• Given records:

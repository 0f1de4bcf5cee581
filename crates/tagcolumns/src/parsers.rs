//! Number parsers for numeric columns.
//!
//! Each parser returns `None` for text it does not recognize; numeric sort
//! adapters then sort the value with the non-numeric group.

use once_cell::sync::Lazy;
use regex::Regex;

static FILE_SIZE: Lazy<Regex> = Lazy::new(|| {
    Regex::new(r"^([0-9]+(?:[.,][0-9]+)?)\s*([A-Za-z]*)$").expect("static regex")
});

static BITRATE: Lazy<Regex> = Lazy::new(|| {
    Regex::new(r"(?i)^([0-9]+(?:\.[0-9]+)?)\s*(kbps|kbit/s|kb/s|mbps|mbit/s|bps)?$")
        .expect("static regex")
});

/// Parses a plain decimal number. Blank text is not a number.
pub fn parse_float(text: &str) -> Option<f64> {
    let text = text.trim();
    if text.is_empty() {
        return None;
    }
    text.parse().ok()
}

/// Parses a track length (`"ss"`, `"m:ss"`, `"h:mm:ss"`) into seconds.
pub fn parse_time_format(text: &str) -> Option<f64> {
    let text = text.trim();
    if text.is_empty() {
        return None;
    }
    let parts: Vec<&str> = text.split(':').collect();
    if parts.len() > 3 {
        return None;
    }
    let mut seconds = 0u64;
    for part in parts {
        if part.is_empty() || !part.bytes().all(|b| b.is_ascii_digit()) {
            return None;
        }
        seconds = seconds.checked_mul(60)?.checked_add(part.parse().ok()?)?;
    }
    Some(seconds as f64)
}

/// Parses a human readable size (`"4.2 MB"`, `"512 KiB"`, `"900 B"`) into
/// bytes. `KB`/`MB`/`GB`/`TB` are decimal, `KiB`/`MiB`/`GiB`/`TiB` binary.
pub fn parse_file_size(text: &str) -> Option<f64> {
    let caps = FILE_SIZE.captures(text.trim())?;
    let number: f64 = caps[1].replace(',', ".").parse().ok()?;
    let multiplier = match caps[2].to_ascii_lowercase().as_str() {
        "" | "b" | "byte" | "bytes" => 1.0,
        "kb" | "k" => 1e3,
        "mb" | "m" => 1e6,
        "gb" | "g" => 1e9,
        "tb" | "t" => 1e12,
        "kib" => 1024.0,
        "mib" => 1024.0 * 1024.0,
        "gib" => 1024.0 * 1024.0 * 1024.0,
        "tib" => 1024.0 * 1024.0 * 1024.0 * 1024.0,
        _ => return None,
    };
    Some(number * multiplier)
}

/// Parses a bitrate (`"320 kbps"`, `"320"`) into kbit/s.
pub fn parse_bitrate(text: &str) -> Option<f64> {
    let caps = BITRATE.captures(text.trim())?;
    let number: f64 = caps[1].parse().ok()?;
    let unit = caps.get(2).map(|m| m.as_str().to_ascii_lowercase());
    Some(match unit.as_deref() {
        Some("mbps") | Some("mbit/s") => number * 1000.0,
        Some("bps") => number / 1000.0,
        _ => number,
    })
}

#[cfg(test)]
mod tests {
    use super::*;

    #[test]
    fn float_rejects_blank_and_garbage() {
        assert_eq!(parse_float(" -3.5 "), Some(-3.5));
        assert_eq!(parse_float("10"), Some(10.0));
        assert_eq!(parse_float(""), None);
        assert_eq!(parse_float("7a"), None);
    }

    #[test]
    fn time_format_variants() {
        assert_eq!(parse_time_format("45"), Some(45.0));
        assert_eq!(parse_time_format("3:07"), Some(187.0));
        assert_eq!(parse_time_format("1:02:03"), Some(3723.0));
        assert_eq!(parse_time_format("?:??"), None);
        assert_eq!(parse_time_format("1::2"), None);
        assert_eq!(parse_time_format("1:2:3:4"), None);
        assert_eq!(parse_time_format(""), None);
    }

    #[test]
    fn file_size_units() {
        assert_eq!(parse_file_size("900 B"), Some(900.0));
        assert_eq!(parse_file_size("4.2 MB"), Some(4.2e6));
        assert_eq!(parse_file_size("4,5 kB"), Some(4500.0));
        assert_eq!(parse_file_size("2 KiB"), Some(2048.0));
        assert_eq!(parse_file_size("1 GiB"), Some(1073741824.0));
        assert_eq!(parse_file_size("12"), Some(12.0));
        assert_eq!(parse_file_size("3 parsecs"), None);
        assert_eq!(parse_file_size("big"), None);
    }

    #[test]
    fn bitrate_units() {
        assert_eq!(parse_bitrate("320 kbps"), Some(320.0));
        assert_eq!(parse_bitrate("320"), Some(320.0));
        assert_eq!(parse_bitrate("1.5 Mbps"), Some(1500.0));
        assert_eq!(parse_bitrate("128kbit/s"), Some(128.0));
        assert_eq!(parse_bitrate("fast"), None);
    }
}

==

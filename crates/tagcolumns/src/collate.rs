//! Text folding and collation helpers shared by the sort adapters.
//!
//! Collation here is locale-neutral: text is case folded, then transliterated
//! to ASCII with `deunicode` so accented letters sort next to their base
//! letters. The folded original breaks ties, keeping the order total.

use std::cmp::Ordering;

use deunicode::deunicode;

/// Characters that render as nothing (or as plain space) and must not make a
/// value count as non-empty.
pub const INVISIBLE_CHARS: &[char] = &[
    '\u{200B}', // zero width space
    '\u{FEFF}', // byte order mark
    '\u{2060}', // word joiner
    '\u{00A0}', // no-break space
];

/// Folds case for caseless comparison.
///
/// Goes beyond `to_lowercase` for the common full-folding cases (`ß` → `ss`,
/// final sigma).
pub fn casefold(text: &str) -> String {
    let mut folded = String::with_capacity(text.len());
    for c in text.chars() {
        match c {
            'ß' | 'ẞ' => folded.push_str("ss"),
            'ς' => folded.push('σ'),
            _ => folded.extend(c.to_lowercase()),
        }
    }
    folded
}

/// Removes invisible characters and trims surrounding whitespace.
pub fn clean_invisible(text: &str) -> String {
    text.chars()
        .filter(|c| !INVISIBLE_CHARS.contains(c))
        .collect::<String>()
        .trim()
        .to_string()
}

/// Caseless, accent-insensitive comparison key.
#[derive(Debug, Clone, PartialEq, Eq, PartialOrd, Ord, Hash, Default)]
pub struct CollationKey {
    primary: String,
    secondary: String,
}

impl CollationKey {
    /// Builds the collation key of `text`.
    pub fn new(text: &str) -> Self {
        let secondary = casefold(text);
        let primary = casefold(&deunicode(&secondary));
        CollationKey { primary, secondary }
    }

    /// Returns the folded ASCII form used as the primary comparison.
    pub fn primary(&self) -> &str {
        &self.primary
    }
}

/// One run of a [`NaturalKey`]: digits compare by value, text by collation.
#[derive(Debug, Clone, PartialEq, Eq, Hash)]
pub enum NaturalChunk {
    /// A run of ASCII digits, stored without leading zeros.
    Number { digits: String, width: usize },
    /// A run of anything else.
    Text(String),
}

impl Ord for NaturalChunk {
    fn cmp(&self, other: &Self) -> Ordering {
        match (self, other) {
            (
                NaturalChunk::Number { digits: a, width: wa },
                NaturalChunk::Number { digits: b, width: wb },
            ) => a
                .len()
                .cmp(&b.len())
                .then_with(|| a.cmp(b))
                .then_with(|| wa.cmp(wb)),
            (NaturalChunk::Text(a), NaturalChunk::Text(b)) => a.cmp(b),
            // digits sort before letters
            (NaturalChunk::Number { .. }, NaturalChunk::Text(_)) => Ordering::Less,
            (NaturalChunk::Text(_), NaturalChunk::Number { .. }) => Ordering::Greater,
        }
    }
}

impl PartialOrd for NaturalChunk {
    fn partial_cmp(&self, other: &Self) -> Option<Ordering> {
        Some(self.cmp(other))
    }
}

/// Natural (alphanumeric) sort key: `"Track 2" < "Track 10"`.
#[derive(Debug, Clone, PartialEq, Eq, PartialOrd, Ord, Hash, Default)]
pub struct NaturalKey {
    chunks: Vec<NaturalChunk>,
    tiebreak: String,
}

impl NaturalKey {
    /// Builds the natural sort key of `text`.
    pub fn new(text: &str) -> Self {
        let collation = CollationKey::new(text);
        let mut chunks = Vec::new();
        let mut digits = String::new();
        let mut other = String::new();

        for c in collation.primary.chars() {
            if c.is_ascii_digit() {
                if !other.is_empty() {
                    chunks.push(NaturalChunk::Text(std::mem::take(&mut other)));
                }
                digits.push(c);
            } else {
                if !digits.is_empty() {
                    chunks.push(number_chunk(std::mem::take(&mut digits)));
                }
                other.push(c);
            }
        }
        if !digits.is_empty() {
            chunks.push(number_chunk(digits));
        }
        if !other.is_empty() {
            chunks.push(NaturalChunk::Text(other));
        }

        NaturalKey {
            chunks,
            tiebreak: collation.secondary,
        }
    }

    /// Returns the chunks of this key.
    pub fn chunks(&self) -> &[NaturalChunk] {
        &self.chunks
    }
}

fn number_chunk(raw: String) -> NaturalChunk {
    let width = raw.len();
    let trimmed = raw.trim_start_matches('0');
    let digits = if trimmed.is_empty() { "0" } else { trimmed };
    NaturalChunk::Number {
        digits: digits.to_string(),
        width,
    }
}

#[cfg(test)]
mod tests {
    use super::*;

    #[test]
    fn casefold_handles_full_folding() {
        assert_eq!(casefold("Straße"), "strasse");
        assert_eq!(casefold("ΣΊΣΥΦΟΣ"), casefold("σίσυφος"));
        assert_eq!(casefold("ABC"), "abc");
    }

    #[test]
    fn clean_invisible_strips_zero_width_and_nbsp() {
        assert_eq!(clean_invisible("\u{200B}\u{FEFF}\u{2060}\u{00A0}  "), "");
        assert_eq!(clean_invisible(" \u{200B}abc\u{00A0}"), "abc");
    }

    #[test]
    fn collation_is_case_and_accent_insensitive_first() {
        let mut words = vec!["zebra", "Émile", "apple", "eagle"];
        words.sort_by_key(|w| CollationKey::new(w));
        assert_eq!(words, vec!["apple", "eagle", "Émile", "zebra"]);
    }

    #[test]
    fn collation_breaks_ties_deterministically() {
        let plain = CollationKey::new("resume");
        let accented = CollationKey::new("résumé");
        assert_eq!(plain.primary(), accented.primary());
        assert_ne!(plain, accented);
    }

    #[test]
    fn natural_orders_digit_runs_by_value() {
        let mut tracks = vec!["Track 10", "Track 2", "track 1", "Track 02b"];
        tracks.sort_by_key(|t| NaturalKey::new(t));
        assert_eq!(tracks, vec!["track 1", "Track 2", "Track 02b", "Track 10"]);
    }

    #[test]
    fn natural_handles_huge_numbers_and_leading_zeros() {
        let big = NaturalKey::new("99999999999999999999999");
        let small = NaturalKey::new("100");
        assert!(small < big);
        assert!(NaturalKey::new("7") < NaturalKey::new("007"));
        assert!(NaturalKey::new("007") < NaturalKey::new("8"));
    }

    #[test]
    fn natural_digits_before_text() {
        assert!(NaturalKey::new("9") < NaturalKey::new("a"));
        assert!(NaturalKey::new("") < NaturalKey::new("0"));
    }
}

• Task to complete: Copy out all lines from the material above that contain the string "CollationKey".

• Solution:
pub struct CollationKey {
impl CollationKey {
        CollationKey { primary, secondary }
        let collation = CollationKey::new(text);
        words.sort_by_key(|w| CollationKey::new(w));
        let plain = CollationKey::new("resume");
        let accented = CollationKey::new("résumé");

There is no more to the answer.